[Material for the task]

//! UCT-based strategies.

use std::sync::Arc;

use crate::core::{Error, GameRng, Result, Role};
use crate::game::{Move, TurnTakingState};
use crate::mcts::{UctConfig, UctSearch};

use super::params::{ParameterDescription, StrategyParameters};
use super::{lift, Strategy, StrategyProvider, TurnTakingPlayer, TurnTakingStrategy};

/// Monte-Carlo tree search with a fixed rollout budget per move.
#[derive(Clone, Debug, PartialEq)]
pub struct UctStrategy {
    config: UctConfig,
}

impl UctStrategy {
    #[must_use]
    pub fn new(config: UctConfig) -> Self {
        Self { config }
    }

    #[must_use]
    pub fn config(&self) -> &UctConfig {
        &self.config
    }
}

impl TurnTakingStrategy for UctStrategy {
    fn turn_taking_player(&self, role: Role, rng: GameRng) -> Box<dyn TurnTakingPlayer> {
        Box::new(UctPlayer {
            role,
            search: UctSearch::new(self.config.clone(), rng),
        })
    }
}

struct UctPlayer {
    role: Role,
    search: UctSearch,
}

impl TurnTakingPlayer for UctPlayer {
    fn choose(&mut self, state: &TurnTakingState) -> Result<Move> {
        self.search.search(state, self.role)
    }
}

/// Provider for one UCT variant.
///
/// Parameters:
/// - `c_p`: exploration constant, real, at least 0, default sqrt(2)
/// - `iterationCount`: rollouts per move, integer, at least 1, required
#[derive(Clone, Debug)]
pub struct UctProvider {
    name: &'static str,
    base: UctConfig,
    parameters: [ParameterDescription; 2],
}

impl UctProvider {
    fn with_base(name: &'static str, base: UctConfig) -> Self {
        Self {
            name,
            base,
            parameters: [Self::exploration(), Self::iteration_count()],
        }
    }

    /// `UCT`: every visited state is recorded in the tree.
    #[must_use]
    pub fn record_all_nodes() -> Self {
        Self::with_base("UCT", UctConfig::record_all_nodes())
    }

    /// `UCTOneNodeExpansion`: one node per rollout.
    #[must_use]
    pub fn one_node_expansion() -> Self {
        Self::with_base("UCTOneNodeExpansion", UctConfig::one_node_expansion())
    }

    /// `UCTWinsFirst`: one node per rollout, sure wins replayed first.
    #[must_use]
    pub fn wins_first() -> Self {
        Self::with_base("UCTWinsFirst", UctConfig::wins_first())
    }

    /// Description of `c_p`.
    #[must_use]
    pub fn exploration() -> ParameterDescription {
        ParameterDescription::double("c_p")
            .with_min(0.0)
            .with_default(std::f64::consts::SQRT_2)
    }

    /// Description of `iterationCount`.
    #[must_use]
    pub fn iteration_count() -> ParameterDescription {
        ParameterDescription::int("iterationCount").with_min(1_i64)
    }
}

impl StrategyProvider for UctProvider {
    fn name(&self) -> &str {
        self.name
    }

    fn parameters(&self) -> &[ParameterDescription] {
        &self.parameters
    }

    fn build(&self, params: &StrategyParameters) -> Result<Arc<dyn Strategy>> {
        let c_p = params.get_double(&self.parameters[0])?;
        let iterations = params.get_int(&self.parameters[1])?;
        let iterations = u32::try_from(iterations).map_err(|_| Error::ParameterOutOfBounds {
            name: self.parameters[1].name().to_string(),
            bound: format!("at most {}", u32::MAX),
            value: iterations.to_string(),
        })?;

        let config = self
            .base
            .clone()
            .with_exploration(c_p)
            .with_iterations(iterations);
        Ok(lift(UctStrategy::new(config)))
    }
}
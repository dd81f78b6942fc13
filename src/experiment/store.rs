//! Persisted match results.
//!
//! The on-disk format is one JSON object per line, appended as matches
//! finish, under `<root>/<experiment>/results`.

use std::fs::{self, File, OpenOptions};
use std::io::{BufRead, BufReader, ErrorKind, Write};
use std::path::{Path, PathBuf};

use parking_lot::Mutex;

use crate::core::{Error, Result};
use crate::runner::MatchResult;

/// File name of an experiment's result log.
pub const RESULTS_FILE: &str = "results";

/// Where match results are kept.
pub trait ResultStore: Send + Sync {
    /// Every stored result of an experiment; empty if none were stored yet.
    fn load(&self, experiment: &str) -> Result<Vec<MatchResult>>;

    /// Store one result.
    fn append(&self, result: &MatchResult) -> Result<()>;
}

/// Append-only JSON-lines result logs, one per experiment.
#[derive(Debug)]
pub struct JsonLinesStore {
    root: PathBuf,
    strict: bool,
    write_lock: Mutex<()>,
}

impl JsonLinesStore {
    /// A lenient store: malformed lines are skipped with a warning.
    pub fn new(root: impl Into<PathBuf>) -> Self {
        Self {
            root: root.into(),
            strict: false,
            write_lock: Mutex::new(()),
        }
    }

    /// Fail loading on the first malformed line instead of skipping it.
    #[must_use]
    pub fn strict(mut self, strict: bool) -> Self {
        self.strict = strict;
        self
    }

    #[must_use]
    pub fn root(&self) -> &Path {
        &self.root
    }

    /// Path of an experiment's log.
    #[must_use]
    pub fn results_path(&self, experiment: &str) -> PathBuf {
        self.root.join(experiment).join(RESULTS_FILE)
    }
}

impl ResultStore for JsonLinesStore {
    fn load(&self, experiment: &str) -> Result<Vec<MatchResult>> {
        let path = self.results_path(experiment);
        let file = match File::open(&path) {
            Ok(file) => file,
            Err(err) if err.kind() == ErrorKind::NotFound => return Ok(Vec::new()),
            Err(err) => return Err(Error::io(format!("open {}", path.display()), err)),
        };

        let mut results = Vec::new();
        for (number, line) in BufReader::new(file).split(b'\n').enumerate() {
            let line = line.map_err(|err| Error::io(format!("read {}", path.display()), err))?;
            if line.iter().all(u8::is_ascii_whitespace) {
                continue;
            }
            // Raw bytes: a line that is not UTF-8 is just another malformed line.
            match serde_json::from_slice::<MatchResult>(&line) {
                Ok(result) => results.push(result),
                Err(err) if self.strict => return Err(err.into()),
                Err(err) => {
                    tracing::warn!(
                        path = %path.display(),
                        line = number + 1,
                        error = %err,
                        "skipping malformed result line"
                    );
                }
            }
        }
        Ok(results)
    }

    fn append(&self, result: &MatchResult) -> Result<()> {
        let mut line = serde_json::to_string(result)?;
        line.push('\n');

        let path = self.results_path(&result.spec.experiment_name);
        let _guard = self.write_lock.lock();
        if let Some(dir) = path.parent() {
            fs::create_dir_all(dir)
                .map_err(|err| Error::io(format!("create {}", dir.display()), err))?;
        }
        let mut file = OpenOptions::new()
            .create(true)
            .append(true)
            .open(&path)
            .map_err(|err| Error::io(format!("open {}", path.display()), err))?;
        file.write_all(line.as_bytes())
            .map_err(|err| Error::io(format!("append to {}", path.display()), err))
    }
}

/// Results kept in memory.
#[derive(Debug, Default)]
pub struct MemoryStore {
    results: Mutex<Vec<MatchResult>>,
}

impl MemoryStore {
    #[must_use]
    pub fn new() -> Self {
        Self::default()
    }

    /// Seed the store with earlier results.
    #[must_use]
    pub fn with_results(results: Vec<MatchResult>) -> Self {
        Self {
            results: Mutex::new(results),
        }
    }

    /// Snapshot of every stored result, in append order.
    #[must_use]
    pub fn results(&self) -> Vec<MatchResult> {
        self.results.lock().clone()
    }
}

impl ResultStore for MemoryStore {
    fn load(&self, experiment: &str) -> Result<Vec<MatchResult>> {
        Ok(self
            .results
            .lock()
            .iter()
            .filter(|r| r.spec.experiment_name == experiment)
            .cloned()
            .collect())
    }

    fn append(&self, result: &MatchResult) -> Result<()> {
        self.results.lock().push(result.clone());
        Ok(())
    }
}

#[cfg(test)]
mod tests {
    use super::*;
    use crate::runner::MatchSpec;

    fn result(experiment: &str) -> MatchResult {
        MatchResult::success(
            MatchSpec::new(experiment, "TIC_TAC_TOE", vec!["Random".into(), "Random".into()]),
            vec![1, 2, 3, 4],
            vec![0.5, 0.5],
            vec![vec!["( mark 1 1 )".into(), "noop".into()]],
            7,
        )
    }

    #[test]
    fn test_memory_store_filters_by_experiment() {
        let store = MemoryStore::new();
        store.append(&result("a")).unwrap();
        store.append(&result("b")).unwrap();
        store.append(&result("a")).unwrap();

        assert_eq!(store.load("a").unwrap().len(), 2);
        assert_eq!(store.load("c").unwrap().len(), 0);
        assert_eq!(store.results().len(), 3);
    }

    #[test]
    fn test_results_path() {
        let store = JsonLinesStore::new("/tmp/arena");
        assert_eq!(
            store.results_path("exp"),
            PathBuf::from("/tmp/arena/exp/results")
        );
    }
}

[/Material for the task]

Task brief
All lines above from the one with "let path = self.results_path(experiment);" to the one with "let line = line.map_err(|err|", inclusive, should be copied exactly, and no other lines.

Worked solution
        let path = self.results_path(experiment);
        let file = match File::open(&path) {
            Ok(file) => file,
            Err(err) if err.kind() == ErrorKind::NotFound => return Ok(Vec::new()),
            Err(err) => return Err(Error::io(format!("open {}", path.display()), err)),
        };

        let mut results = Vec::new();
        for (number, line) in BufReader::new(file).split(b'\n').enumerate() {
            let line = line.map_err(|err| Error::io(format!("read {}", path.display()), err))?;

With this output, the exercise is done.